----- Supplied data
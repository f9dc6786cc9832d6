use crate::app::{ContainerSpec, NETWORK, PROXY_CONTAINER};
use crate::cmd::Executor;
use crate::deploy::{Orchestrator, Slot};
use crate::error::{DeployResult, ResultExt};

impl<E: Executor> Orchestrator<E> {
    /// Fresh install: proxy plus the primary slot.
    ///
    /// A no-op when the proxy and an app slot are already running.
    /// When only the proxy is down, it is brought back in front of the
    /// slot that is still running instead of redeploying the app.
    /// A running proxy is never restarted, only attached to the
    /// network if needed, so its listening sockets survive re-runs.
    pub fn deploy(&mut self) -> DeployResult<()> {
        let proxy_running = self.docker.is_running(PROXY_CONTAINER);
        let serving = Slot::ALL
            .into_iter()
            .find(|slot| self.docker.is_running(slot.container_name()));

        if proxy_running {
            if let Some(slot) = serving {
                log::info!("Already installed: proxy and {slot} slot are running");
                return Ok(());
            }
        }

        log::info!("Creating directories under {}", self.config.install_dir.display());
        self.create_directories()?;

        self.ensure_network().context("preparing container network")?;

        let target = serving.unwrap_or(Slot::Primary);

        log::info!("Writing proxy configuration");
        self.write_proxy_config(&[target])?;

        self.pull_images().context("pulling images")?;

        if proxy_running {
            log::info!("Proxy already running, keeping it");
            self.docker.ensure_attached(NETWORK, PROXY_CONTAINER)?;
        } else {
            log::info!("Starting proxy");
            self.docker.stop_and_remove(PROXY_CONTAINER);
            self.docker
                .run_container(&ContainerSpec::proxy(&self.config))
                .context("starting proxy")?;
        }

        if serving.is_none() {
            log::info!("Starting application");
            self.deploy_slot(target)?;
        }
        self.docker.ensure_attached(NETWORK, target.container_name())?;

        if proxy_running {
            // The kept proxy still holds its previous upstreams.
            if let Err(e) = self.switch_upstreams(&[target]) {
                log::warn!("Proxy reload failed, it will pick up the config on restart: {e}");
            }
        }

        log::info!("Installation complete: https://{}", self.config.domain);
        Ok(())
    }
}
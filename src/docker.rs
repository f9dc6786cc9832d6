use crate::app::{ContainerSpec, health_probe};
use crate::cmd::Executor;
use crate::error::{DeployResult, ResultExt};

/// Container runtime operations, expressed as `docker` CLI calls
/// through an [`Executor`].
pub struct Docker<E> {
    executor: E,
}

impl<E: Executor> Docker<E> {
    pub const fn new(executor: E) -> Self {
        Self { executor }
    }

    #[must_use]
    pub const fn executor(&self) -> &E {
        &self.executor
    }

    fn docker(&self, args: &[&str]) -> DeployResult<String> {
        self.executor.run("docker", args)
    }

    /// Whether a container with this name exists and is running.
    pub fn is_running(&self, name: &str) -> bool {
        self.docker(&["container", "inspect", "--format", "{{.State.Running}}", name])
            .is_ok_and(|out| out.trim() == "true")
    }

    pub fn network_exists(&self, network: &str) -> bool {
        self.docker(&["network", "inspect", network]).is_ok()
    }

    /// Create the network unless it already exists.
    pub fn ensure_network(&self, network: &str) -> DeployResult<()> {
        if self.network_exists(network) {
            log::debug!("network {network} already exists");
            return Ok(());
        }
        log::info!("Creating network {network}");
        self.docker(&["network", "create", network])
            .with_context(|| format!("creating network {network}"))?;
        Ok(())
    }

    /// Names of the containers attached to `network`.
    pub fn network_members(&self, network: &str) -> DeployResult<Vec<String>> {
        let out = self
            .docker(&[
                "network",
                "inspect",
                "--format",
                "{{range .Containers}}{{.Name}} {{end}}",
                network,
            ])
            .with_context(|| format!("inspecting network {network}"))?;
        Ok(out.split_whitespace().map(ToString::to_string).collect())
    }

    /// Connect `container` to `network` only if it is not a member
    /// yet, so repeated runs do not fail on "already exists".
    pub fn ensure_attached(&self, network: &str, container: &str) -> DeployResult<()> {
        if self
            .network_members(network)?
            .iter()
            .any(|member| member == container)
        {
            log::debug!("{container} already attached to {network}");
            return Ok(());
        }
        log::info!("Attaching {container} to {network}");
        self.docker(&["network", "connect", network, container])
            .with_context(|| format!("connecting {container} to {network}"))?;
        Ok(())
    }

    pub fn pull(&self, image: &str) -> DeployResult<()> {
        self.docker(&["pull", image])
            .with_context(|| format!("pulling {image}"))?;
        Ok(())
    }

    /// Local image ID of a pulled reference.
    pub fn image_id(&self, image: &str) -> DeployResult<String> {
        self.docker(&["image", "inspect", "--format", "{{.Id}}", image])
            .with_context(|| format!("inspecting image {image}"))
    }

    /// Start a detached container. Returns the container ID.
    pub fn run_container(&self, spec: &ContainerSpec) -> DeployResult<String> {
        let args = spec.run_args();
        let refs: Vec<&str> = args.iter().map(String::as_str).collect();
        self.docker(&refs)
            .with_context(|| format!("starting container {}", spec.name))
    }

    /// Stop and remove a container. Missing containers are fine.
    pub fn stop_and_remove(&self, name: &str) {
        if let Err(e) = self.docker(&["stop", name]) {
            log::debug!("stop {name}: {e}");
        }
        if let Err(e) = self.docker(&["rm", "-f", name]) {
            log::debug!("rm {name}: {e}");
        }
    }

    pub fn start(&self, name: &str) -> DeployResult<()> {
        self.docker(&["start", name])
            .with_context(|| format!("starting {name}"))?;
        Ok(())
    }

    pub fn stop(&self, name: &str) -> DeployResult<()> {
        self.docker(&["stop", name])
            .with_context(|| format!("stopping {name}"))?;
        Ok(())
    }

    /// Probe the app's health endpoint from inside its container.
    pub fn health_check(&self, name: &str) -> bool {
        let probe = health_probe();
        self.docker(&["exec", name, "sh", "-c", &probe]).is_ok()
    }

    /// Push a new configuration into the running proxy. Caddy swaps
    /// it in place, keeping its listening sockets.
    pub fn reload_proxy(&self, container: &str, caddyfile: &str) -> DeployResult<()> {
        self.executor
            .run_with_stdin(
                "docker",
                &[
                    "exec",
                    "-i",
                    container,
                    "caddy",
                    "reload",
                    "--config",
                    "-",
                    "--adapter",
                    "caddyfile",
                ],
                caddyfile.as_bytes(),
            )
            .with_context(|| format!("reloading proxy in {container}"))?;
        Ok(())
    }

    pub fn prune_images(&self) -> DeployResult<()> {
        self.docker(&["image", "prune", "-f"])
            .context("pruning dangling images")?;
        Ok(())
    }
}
----------
■ **Work instructions**: Every entry needs to be written out again, exactly as given.

■ **Task response**:
repository f9dc6786cc9832d6
use crate::app::{ContainerSpec, NETWORK, PROXY_CONTAINER};
use crate::cmd::Executor;
use crate::deploy::{Orchestrator, Slot};
use crate::error::{DeployResult, ResultExt};

impl<E: Executor> Orchestrator<E> {
    /// Fresh install: proxy plus the primary slot.
    ///
    /// A no-op when the proxy and an app slot are already running.
    /// When only the proxy is down, it is brought back in front of the
    /// slot that is still running instead of redeploying the app.
    /// A running proxy is never restarted, only attached to the
    /// network if needed, so its listening sockets survive re-runs.
    pub fn deploy(&mut self) -> DeployResult<()> {
        let proxy_running = self.docker.is_running(PROXY_CONTAINER);
        let serving = Slot::ALL
            .into_iter()
            .find(|slot| self.docker.is_running(slot.container_name()));

        if proxy_running {
            if let Some(slot) = serving {
                log::info!("Already installed: proxy and {slot} slot are running");
                return Ok(());
            }
        }

        log::info!("Creating directories under {}", self.config.install_dir.display());
        self.create_directories()?;

        self.ensure_network().context("preparing container network")?;

        let target = serving.unwrap_or(Slot::Primary);

        log::info!("Writing proxy configuration");
        self.write_proxy_config(&[target])?;

        self.pull_images().context("pulling images")?;

        if proxy_running {
            log::info!("Proxy already running, keeping it");
            self.docker.ensure_attached(NETWORK, PROXY_CONTAINER)?;
        } else {
            log::info!("Starting proxy");
            self.docker.stop_and_remove(PROXY_CONTAINER);
            self.docker
                .run_container(&ContainerSpec::proxy(&self.config))
                .context("starting proxy")?;
        }

        if serving.is_none() {
            log::info!("Starting application");
            self.deploy_slot(target)?;
        }
        self.docker.ensure_attached(NETWORK, target.container_name())?;

        if proxy_running {
            // The kept proxy still holds its previous upstreams.
            if let Err(e) = self.switch_upstreams(&[target]) {
                log::warn!("Proxy reload failed, it will pick up the config on restart: {e}");
            }
        }

        log::info!("Installation complete: https://{}", self.config.domain);
        Ok(())
    }
}
filename src/docker.rs
repository f9dc6786cc9832d6
use crate::app::{ContainerSpec, health_probe};
use crate::cmd::Executor;
use crate::error::{DeployResult, ResultExt};

/// Container runtime operations, expressed as `docker` CLI calls
/// through an [`Executor`].
pub struct Docker<E> {
    executor: E,
}

impl<E: Executor> Docker<E> {
    pub const fn new(executor: E) -> Self {
        Self { executor }
    }

    #[must_use]
    pub const fn executor(&self) -> &E {
        &self.executor
    }

    fn docker(&self, args: &[&str]) -> DeployResult<String> {
        self.executor.run("docker", args)
    }

    /// Whether a container with this name exists and is running.
    pub fn is_running(&self, name: &str) -> bool {
        self.docker(&["container", "inspect", "--format", "{{.State.Running}}", name])
            .is_ok_and(|out| out.trim() == "true")
    }

    pub fn network_exists(&self, network: &str) -> bool {
        self.docker(&["network", "inspect", network]).is_ok()
    }

    /// Create the network unless it already exists.
    pub fn ensure_network(&self, network: &str) -> DeployResult<()> {
        if self.network_exists(network) {
            log::debug!("network {network} already exists");
            return Ok(());
        }
        log::info!("Creating network {network}");
        self.docker(&["network", "create", network])
            .with_context(|| format!("creating network {network}"))?;
        Ok(())
    }

    /// Names of the containers attached to `network`.
    pub fn network_members(&self, network: &str) -> DeployResult<Vec<String>> {
        let out = self
            .docker(&[
                "network",
                "inspect",
                "--format",
                "{{range .Containers}}{{.Name}} {{end}}",
                network,
            ])
            .with_context(|| format!("inspecting network {network}"))?;
        Ok(out.split_whitespace().map(ToString::to_string).collect())
    }

    /// Connect `container` to `network` only if it is not a member
    /// yet, so repeated runs do not fail on "already exists".
    pub fn ensure_attached(&self, network: &str, container: &str) -> DeployResult<()> {
        if self
            .network_members(network)?
            .iter()
            .any(|member| member == container)
        {
            log::debug!("{container} already attached to {network}");
            return Ok(());
        }
        log::info!("Attaching {container} to {network}");
        self.docker(&["network", "connect", network, container])
            .with_context(|| format!("connecting {container} to {network}"))?;
        Ok(())
    }

    pub fn pull(&self, image: &str) -> DeployResult<()> {
        self.docker(&["pull", image])
            .with_context(|| format!("pulling {image}"))?;
        Ok(())
    }

    /// Local image ID of a pulled reference.
    pub fn image_id(&self, image: &str) -> DeployResult<String> {
        self.docker(&["image", "inspect", "--format", "{{.Id}}", image])
            .with_context(|| format!("inspecting image {image}"))
    }

    /// Start a detached container. Returns the container ID.
    pub fn run_container(&self, spec: &ContainerSpec) -> DeployResult<String> {
        let args = spec.run_args();
        let refs: Vec<&str> = args.iter().map(String::as_str).collect();
        self.docker(&refs)
            .with_context(|| format!("starting container {}", spec.name))
    }

    /// Stop and remove a container. Missing containers are fine.
    pub fn stop_and_remove(&self, name: &str) {
        if let Err(e) = self.docker(&["stop", name]) {
            log::debug!("stop {name}: {e}");
        }
        if let Err(e) = self.docker(&["rm", "-f", name]) {
            log::debug!("rm {name}: {e}");
        }
    }

    pub fn start(&self, name: &str) -> DeployResult<()> {
        self.docker(&["start", name])
            .with_context(|| format!("starting {name}"))?;
        Ok(())
    }

    pub fn stop(&self, name: &str) -> DeployResult<()> {
        self.docker(&["stop", name])
            .with_context(|| format!("stopping {name}"))?;
        Ok(())
    }

    /// Probe the app's health endpoint from inside its container.
    pub fn health_check(&self, name: &str) -> bool {
        let probe = health_probe();
        self.docker(&["exec", name, "sh", "-c", &probe]).is_ok()
    }

    /// Push a new configuration into the running proxy. Caddy swaps
    /// it in place, keeping its listening sockets.
    pub fn reload_proxy(&self, container: &str, caddyfile: &str) -> DeployResult<()> {
        self.executor
            .run_with_stdin(
                "docker",
                &[
                    "exec",
                    "-i",
                    container,
                    "caddy",
                    "reload",
                    "--config",
                    "-",
                    "--adapter",
                    "caddyfile",
                ],
                caddyfile.as_bytes(),
            )
            .with_context(|| format!("reloading proxy in {container}"))?;
        Ok(())
    }

    pub fn prune_images(&self) -> DeployResult<()> {
        self.docker(&["image", "prune", "-f"])
            .context("pruning dangling images")?;
        Ok(())
    }
}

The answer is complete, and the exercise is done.